In this way, the pipetting device 10 according to this embodiment can minimize the size of the pipetting device 10 by efficiently arranging a plurality of rack gear and pinion gear sets and a plurality of motors in the main body 110. .

In addition, the pipetting device 10 according to this embodiment can simultaneously provide a movement path for the syringe unit 120 and the pipette tip separation unit 130 through one manifold 140, so the pipetting device ( 10) can be further miniaturized.

In addition, the pipetting device 10 according to this embodiment includes an inspection unit 160 at the lower part of the main body 110, and the inspection unit 160 can detect changes in the position and color of the sample SC. , various functions are built into the pipetting device 10, so that the overall pipetting device 10 can be further miniaturized.

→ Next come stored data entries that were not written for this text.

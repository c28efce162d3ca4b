//! The `schedule-cwr-jobs` workflow: one Jenkins job per test plan.

use camino::Utf8PathBuf;
use clap::{ArgAction, Parser, ValueEnum};
use itertools::Itertools;
use tracing::{info, instrument, warn};

use crate::error::{Error, Result};
use crate::jenkins::{Credentials, JobServer, JOB_NAME};
use crate::plan::{self, JobParameters};

/// What to do when one submission fails.
#[derive(ValueEnum, Debug, Clone, Copy, PartialEq, Eq, Default)]
pub enum SubmitPolicy {
    /// Stop at the first failed submission.
    #[default]
    FailFast,
    /// Attempt every job and report the failures at the end.
    Continue,
}

/// Schedule cloud-weather-report test jobs on Jenkins.
#[derive(Parser, Debug, Clone, PartialEq, Eq)]
#[clap(name = "schedule-cwr-jobs", version)]
pub struct ScheduleOpts {
    /// Directory containing the test plans
    pub test_plan_dir: Utf8PathBuf,

    /// Controllers to run each test plan against
    #[clap(required = true)]
    pub controllers: Vec<String>,

    /// Jenkins user name
    #[clap(long, env = "JENKINS_USER")]
    pub user: Option<String>,

    /// Jenkins password
    #[clap(long, env = "JENKINS_PASSWORD", hide_env_values = true)]
    pub password: Option<String>,

    /// Token used to trigger the cwr-test job remotely
    #[clap(long, env = "CWR_TEST_TOKEN", hide_env_values = true)]
    pub cwr_test_token: Option<String>,

    /// Only schedule these plan files from the test plan directory
    #[clap(long, alias = "test_plans", num_args = 1..)]
    pub test_plans: Option<Vec<String>>,

    /// Behavior when a job submission fails
    #[clap(long, value_enum, default_value_t)]
    pub on_failure: SubmitPolicy,

    /// Increase logging; may be repeated
    #[clap(short, long, action = ArgAction::Count)]
    pub verbose: u8,
}

fn required<'a>(v: &'a Option<String>, what: &str) -> Option<&'a str> {
    let v = v.as_deref().filter(|s| !s.is_empty());
    if v.is_none() {
        warn!("No {what} configured");
    }
    v
}

/// Jenkins credentials from the options (which include their env fallbacks).
pub fn get_credentials(opts: &ScheduleOpts) -> Result<Credentials> {
    let user = required(&opts.user, "Jenkins user");
    let password = required(&opts.password, "Jenkins password");
    match (user, password) {
        (Some(user), Some(password)) => Ok(Credentials {
            user: user.to_owned(),
            password: password.to_owned(),
        }),
        _ => Err(Error::Config(
            "Jenkins credentials required: set --user/JENKINS_USER and --password/JENKINS_PASSWORD"
                .into(),
        )),
    }
}

/// The remote trigger token for the job.
pub fn token(opts: &ScheduleOpts) -> Result<&str> {
    required(&opts.cwr_test_token, "job token")
        .ok_or_else(|| Error::Config("job token required: set --cwr-test-token/CWR_TEST_TOKEN".into()))
}

/// Submit every job in order, returning how many were queued.
pub fn build_jobs(server: &dyn JobServer, jobs: &[JobParameters], policy: SubmitPolicy) -> Result<usize> {
    let mut failed = Vec::new();
    for job in jobs {
        info!("Scheduling {JOB_NAME} for {}", job.test_plan);
        if let Err(e) = server.build_job(JOB_NAME, &job.to_params()) {
            match policy {
                SubmitPolicy::FailFast => return Err(e),
                SubmitPolicy::Continue => {
                    warn!("Failed to schedule {}: {e}", job.test_plan);
                    failed.push(&job.test_plan);
                }
            }
        }
    }
    if !failed.is_empty() {
        return Err(Error::JobServer(format!(
            "{} of {} submissions failed: {}",
            failed.len(),
            jobs.len(),
            failed.iter().join(", ")
        )));
    }
    Ok(jobs.len())
}

/// Validate configuration, read every plan, then submit.
///
/// `connect` is only called once credentials, token and all plans are known
/// to be good.
#[instrument(skip_all)]
pub fn run<S, F>(opts: &ScheduleOpts, connect: F) -> Result<usize>
where
    S: JobServer,
    F: FnOnce(Credentials, String) -> Result<S>,
{
    let token = token(opts)?.to_owned();
    let credentials = get_credentials(opts)?;
    let jobs = plan::make_jobs(
        &opts.test_plan_dir,
        opts.test_plans.as_deref(),
        &opts.controllers,
    )?;
    if jobs.is_empty() {
        warn!("No test plans found in {}", opts.test_plan_dir);
    }
    let server = connect(credentials, token)?;
    let n = build_jobs(&server, &jobs, opts.on_failure)?;
    info!("Scheduled {n} jobs");
    Ok(n)
}

#[cfg(test)]
mod tests {
    use std::cell::RefCell;
    use std::fs;

    use super::*;
    use crate::fsutil;

    #[derive(Debug, Default)]
    struct FakeServer {
        submitted: RefCell<Vec<Vec<(&'static str, String)>>>,
        reject: Option<String>,
    }

    impl JobServer for FakeServer {
        fn build_job(&self, name: &str, params: &[(&'static str, String)]) -> Result<()> {
            assert_eq!(name, JOB_NAME);
            let rejected = self
                .reject
                .as_deref()
                .is_some_and(|r| params.iter().any(|(_, v)| v.ends_with(r)));
            self.submitted.borrow_mut().push(params.to_vec());
            if rejected {
                return Err(Error::JobServer("rejected".into()));
            }
            Ok(())
        }
    }

    fn parse(args: &[&str]) -> ScheduleOpts {
        ScheduleOpts::try_parse_from(std::iter::once("schedule-cwr-jobs").chain(args.iter().copied()))
            .unwrap()
    }

    fn plans_dir() -> (tempfile::TempDir, Utf8PathBuf) {
        let td = fsutil::temp_dir(None).unwrap();
        let dir = fsutil::temp_path(&td).unwrap().to_owned();
        for name in ["test1.yaml", "test2.yaml"] {
            fs::write(dir.join(name), "bundle_name: make_life_easy\n").unwrap();
        }
        fs::write(dir.join("test3.py"), "print()\n").unwrap();
        (td, dir)
    }

    fn opts_for(dir: &Utf8PathBuf, extra: &[&str]) -> ScheduleOpts {
        let mut args = vec![
            "--user",
            "joe",
            "--password",
            "pass",
            "--cwr-test-token",
            "sekrit",
        ];
        args.extend_from_slice(extra);
        args.extend([dir.as_str(), "default-aws"]);
        parse(&args)
    }

    #[test]
    fn test_parse_args() {
        let opts = parse(&["--test-plans", "a.yaml", "b.yaml", "--", "plans", "c1", "c2"]);
        assert_eq!(opts.test_plan_dir, "plans");
        assert_eq!(opts.controllers, ["c1", "c2"]);
        assert_eq!(
            opts.test_plans,
            Some(vec!["a.yaml".to_owned(), "b.yaml".to_owned()])
        );
        assert_eq!(opts.on_failure, SubmitPolicy::FailFast);
        let opts = parse(&["--on-failure", "continue", "plans", "c1"]);
        assert_eq!(opts.on_failure, SubmitPolicy::Continue);
    }

    #[test]
    fn test_get_credentials() {
        let (_td, dir) = plans_dir();
        let opts = opts_for(&dir, &[]);
        assert_eq!(
            get_credentials(&opts).unwrap(),
            Credentials {
                user: "joe".into(),
                password: "pass".into()
            }
        );
        let mut missing = opts.clone();
        missing.password = Some(String::new());
        assert!(matches!(get_credentials(&missing), Err(Error::Config(_))));
    }

    #[test]
    fn test_run_schedules_each_plan() {
        let (_td, dir) = plans_dir();
        let opts = opts_for(&dir, &[]);
        let mut connected = None;
        let n = run(&opts, |c, t| {
            connected = Some((c, t));
            Ok(FakeServer::default())
        });
        assert_eq!(n.unwrap(), 2);
        let (creds, token) = connected.unwrap();
        assert_eq!(creds.user, "joe");
        assert_eq!(token, "sekrit");
    }

    #[test]
    fn test_build_jobs_params() {
        let (_td, dir) = plans_dir();
        let jobs = plan::make_jobs(&dir, None, &["default-aws".to_owned()]).unwrap();
        let server = FakeServer::default();
        assert_eq!(build_jobs(&server, &jobs, SubmitPolicy::FailFast).unwrap(), 2);
        let submitted = server.submitted.into_inner();
        assert_eq!(
            submitted[0],
            vec![
                ("test_plan", dir.join("test1.yaml").to_string()),
                ("controllers", "default-aws".to_owned()),
                ("bundle_name", "make_life_easy".to_owned()),
            ]
        );
    }

    #[test]
    fn test_missing_credentials_before_connect() {
        let (_td, dir) = plans_dir();
        let mut opts = opts_for(&dir, &[]);
        opts.user = None;
        opts.password = None;
        let r = run(&opts, |_, _| -> Result<FakeServer> {
            panic!("connected without credentials")
        });
        assert!(matches!(r, Err(Error::Config(_))));
    }

    #[test]
    fn test_missing_token() {
        let (_td, dir) = plans_dir();
        let mut opts = opts_for(&dir, &[]);
        opts.cwr_test_token = None;
        let r = run(&opts, |_, _| -> Result<FakeServer> { panic!("connected without token") });
        assert!(matches!(r, Err(Error::Config(_))));
    }

    #[test]
    fn test_fail_fast_stops() {
        let (_td, dir) = plans_dir();
        let jobs = plan::make_jobs(&dir, None, &[]).unwrap();
        let server = FakeServer {
            reject: Some("test1.yaml".into()),
            ..Default::default()
        };
        let r = build_jobs(&server, &jobs, SubmitPolicy::FailFast);
        assert!(matches!(r, Err(Error::JobServer(_))));
        assert_eq!(server.submitted.borrow().len(), 1);
    }

    #[test]
    fn test_continue_attempts_all() {
        let (_td, dir) = plans_dir();
        let jobs = plan::make_jobs(&dir, None, &[]).unwrap();
        let server = FakeServer {
            reject: Some("test1.yaml".into()),
            ..Default::default()
        };
        let r = build_jobs(&server, &jobs, SubmitPolicy::Continue);
        let Err(Error::JobServer(msg)) = r else {
            panic!("expected a job server error, got {r:?}");
        };
        assert!(msg.starts_with("1 of 2 submissions failed"), "{msg}");
        assert_eq!(server.submitted.borrow().len(), 2);
    }
}
//! Bringing juju environments up before a run and tearing them down after.

use camino::{Utf8Path, Utf8PathBuf};
use tracing::{info, warn};

use crate::error::{Error, Result};
use crate::process::{Exec, Invocation};

/// Memory constraint used while bootstrapping.
pub const BOOTSTRAP_CONSTRAINTS: &str = "mem=4G";

/// Default constraint applied to every environment after bootstrap.
pub const DEFAULT_CONSTRAINTS: &str = "mem=2G";

/// Builds juju invocations bound to one credentials home.
#[derive(Debug, Clone, PartialEq, Eq)]
pub struct Juju {
    bin: String,
    home: Utf8PathBuf,
}

impl Juju {
    pub fn new(bin: impl Into<String>, home: &Utf8Path) -> Self {
        Self {
            bin: bin.into(),
            home: home.to_owned(),
        }
    }

    fn command(&self) -> Invocation {
        Invocation::new(&self.bin).env("JUJU_HOME", self.home.as_str())
    }

    pub fn version(&self) -> Invocation {
        self.command().arg("--version")
    }

    pub fn bootstrap(&self, model: &str) -> Invocation {
        self.command().args([
            "bootstrap",
            "--show-log",
            "-e",
            model,
            "--constraints",
            BOOTSTRAP_CONSTRAINTS,
        ])
    }

    pub fn set_constraints(&self, model: &str) -> Invocation {
        self.command()
            .args(["set-constraints", "-e", model, DEFAULT_CONSTRAINTS])
    }

    pub fn destroy(&self, model: &str) -> Invocation {
        self.command()
            .args(["destroy-environment", "--force", "--yes", model])
    }
}

/// Run a cleanup action; a failure is logged and otherwise ignored.
pub fn best_effort<F>(what: &str, f: F)
where
    F: FnOnce() -> Result<()>,
{
    if let Err(e) = f() {
        warn!("{what} failed (ignored): {e}");
    }
}

fn bring_up(exec: &dyn Exec, juju: &Juju, model: &str) -> Result<()> {
    exec.exec(&juju.bootstrap(model))?;
    exec.exec(&juju.set_constraints(model))
}

/// Bootstrap every model, run `body`, then destroy them again.
///
/// Every model whose bootstrap was attempted is destroyed exactly once,
/// whether bootstrap, `body`, or nothing failed. Teardown failures never
/// replace the error from bootstrap or `body`.
pub fn with_models<T, F>(exec: &dyn Exec, juju: &Juju, models: &[String], body: F) -> Result<T>
where
    F: FnOnce() -> Result<T>,
{
    let version = exec.capture(&juju.version())?;
    info!("Using juju {}", version.trim());
    info!("Juju home is set to {}", juju.home);

    let mut attempted = Vec::with_capacity(models.len());
    let mut brought_up = Ok(());
    for model in models {
        attempted.push(model.as_str());
        if let Err(e) = bring_up(exec, juju, model) {
            brought_up = Err(Error::Bootstrap {
                model: model.clone(),
                source: Box::new(e),
            });
            break;
        }
    }

    let r = brought_up.and_then(|()| body());
    for model in attempted {
        best_effort(&format!("Destroying environment {model}"), || {
            exec.exec(&juju.destroy(model))
        });
    }
    r
}
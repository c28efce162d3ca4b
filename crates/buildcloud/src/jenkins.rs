//! Submitting jobs to a Jenkins server.

use std::fmt;
use std::time::Duration;

use reqwest::blocking::{Client, RequestBuilder};
use reqwest::StatusCode;
use serde::Deserialize;
use tracing::{debug, info};

use crate::error::{Error, Result};

/// The Jenkins instance jobs are scheduled on.
pub const JENKINS_URL: &str = "http://localhost:8080";

/// The parameterized job every test plan is submitted to.
pub const JOB_NAME: &str = "cwr-test";

/// Jenkins user and password.
#[derive(Clone, PartialEq, Eq)]
pub struct Credentials {
    pub user: String,
    pub password: String,
}

impl fmt::Debug for Credentials {
    fn fmt(&self, f: &mut fmt::Formatter<'_>) -> fmt::Result {
        f.debug_struct("Credentials")
            .field("user", &self.user)
            .field("password", &"<redacted>")
            .finish()
    }
}

/// Something that can queue a parameterized build.
pub trait JobServer {
    fn build_job(&self, name: &str, params: &[(&'static str, String)]) -> Result<()>;
}

#[derive(Debug, Deserialize)]
#[serde(rename_all = "camelCase")]
struct Crumb {
    crumb: String,
    crumb_request_field: String,
}

/// A blocking HTTP client for the Jenkins remote API.
#[derive(Debug)]
pub struct JenkinsClient {
    base: String,
    credentials: Credentials,
    token: String,
    http: Client,
}

fn request_error(e: reqwest::Error) -> Error {
    Error::JobServer(e.to_string())
}

impl JenkinsClient {
    pub fn new(url: &str, credentials: Credentials, token: String) -> Result<Self> {
        // Crumbs are bound to the session that issued them
        let http = Client::builder()
            .cookie_store(true)
            .timeout(Duration::from_secs(60))
            .build()
            .map_err(request_error)?;
        Ok(Self {
            base: url.trim_end_matches('/').to_owned(),
            credentials,
            token,
            http,
        })
    }

    fn authed(&self, r: RequestBuilder) -> RequestBuilder {
        r.basic_auth(&self.credentials.user, Some(&self.credentials.password))
    }

    pub fn build_url(&self, name: &str) -> String {
        format!("{}/job/{name}/buildWithParameters", self.base)
    }

    /// Fetch a CSRF crumb; servers without crumb protection answer 404.
    fn crumb(&self) -> Result<Option<Crumb>> {
        let url = format!("{}/crumbIssuer/api/json", self.base);
        let resp = self.authed(self.http.get(&url)).send().map_err(request_error)?;
        if resp.status() == StatusCode::NOT_FOUND {
            debug!("No crumb issuer at {url}");
            return Ok(None);
        }
        let body = resp
            .error_for_status()
            .and_then(|r| r.text())
            .map_err(request_error)?;
        let crumb = serde_json::from_str(&body)
            .map_err(|e| Error::JobServer(format!("invalid crumb response: {e}")))?;
        Ok(Some(crumb))
    }
}

impl JobServer for JenkinsClient {
    fn build_job(&self, name: &str, params: &[(&'static str, String)]) -> Result<()> {
        let mut req = self
            .authed(self.http.post(self.build_url(name)))
            .query(&[("token", self.token.as_str())])
            .query(params);
        if let Some(c) = self.crumb()? {
            req = req.header(c.crumb_request_field, c.crumb);
        }
        let resp = req.send().map_err(request_error)?;
        let status = resp.status();
        resp.error_for_status().map_err(request_error)?;
        info!("Queued {name} ({status})");
        Ok(())
    }
}
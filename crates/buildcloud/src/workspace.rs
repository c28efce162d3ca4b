//! Per-run working directory on the invoking host.
//!
//! A [`Workspace`] owns a scoped temporary root and the [`HostPaths`] inside
//! it. The paths can only be reached by borrowing the workspace, so nothing
//! can refer to them after the root has been removed.

use std::fs;
use std::os::unix::fs::PermissionsExt;

use camino::{Utf8Path, Utf8PathBuf};
use tempfile::TempDir;
use tracing::debug;

use crate::error::{Error, Result};
use crate::fsutil;

/// Name of the staged deployment key inside the credentials home.
pub const STAGING_KEY: &str = "staging-juju-rsa";

/// Credentials-home entries that are never copied into a run.
pub const EXCLUDED_ENTRY: &str = "environments";

/// Host-side directories participating in a single run.
#[derive(Debug, Clone, PartialEq, Eq)]
pub struct HostPaths {
    /// The scoped temporary root everything else lives in
    pub root: Utf8PathBuf,
    /// Copy of the credentials home
    pub juju_home: Utf8PathBuf,
    /// Initially empty charm repository
    pub repository: Utf8PathBuf,
    /// Initially empty results directory
    pub test_results: Utf8PathBuf,
    /// Scratch space
    pub tmp: Utf8PathBuf,
    /// Holds the staged private key as `id_rsa`
    pub ssh: Utf8PathBuf,
}

impl HostPaths {
    /// The directory layout below `root`. Nothing is created.
    pub fn under(root: &Utf8Path) -> Self {
        let tmp = root.join("tmp");
        Self {
            root: root.to_owned(),
            juju_home: root.join("tmp_juju_home"),
            repository: root.join("juju_repository"),
            test_results: root.join("results"),
            ssh: tmp.join("ssh"),
            tmp,
        }
    }
}

/// A prepared per-run directory tree, removed on drop.
#[derive(Debug)]
pub struct Workspace {
    host: HostPaths,
    _root: TempDir,
}

impl Workspace {
    /// Build a fresh working tree from the credentials home at `juju_home`.
    ///
    /// `parent` selects where the temporary root is created (the system
    /// temporary directory by default).
    pub fn prepare(juju_home: &Utf8Path, parent: Option<&Utf8Path>) -> Result<Self> {
        if !juju_home.is_dir() {
            return Err(Error::resource(
                juju_home,
                "credentials home directory does not exist",
            ));
        }
        let key = juju_home.join(STAGING_KEY);
        if !key.is_file() {
            return Err(Error::resource(key, "staging key not found"));
        }

        let td = fsutil::temp_dir(parent)?;
        let root = fsutil::temp_path(&td)?;
        let host = HostPaths::under(root);
        debug!("Preparing workspace in {root}");

        fsutil::copy_tree(juju_home, &host.juju_home, &|name| name == EXCLUDED_ENTRY)
            .map_err(|e| Error::resource(&host.juju_home, e))?;
        for dir in [&host.repository, &host.test_results, &host.tmp, &host.ssh] {
            fsutil::ensure_dir(dir, None).map_err(|e| Error::resource(dir, e))?;
        }

        let staged = host.ssh.join("id_rsa");
        fs::copy(host.juju_home.join(STAGING_KEY), &staged)
            .and_then(|_| fs::set_permissions(&staged, fs::Permissions::from_mode(0o600)))
            .map_err(|e| Error::resource(&staged, e))?;

        Ok(Self { host, _root: td })
    }

    pub fn host(&self) -> &HostPaths {
        &self.host
    }
}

Above, the present invention has been described in detail along with preferred embodiments with reference to the drawings, but the scope of the technical idea of the present invention is not limited to these drawings and examples. Accordingly, various modifications or equivalent embodiments may exist within the scope of the technical idea of the present invention. Therefore, the scope of rights of the technical idea according to the present invention should be interpreted in accordance with the claims, and technical ideas within the scope equivalent or equivalent thereto should be interpreted as falling within the scope of the rights of the present invention.

10: Pipetting device
110: body
120: Syringe unit
130: Pipette tip separation unit
140: manifold
150, 152: detection sensor
160: inspection unit
170: device movement unit

Claims (9)

main body;
A pipette tip disposed on one side of the main body;
A syringe unit including a first rack gear extending along the longitudinal direction of the pipette tip and a first pinion gear engaged with the first rack gear, and connected to the pipette tip to provide suction force to the pipette tip. ;
a pipette tip separation unit including a second rack gear extending in parallel with the first rack gear and a second pinion gear engaged with the second rack gear, and separating the pipette tip from the main body; and
A first guide groove provided in the main body and guiding the movement path of the first rack gear, and a second guide groove formed parallel to the first guide groove and guiding the movement path of the second rack gear; A manifold comprising; Containing,
The manifold is,
It includes an opening area formed to expose at least a portion of the first rack gear and the second rack gear to the outside,
The pipetting device wherein the first pinion gear is meshed with the first rack gear in the opening area, and the second pinion gear is meshed with the second rack gear in the opening area. According to paragraph 1,
A pipetting device further comprising a partition member disposed inside the main body to partition the internal space of the main body. According to paragraph 1,
The syringe unit,
A pipetting device further comprising a sealing member disposed on one side of the first rack gear and inserted into the internal space of the pipette tip. According to paragraph 1,
The pipette tip separation unit,
A pipette tip pushing plate coupled to one side of the second rack gear and pushing and separating the pipette tip as the second rack gear moves downward. delete delete According to paragraph 1,
A pipetting device comprising a detection sensor disposed on the movement path of the syringe unit and detecting the position of the syringe unit. According to paragraph 1,
A pipetting device further comprising a test unit disposed on one side of the main body and inspecting the reaction of the sample pipetted by the pipette tip. According to clause 8,
The inspection unit is,
A pipetting device comprising a camera disposed below the main body.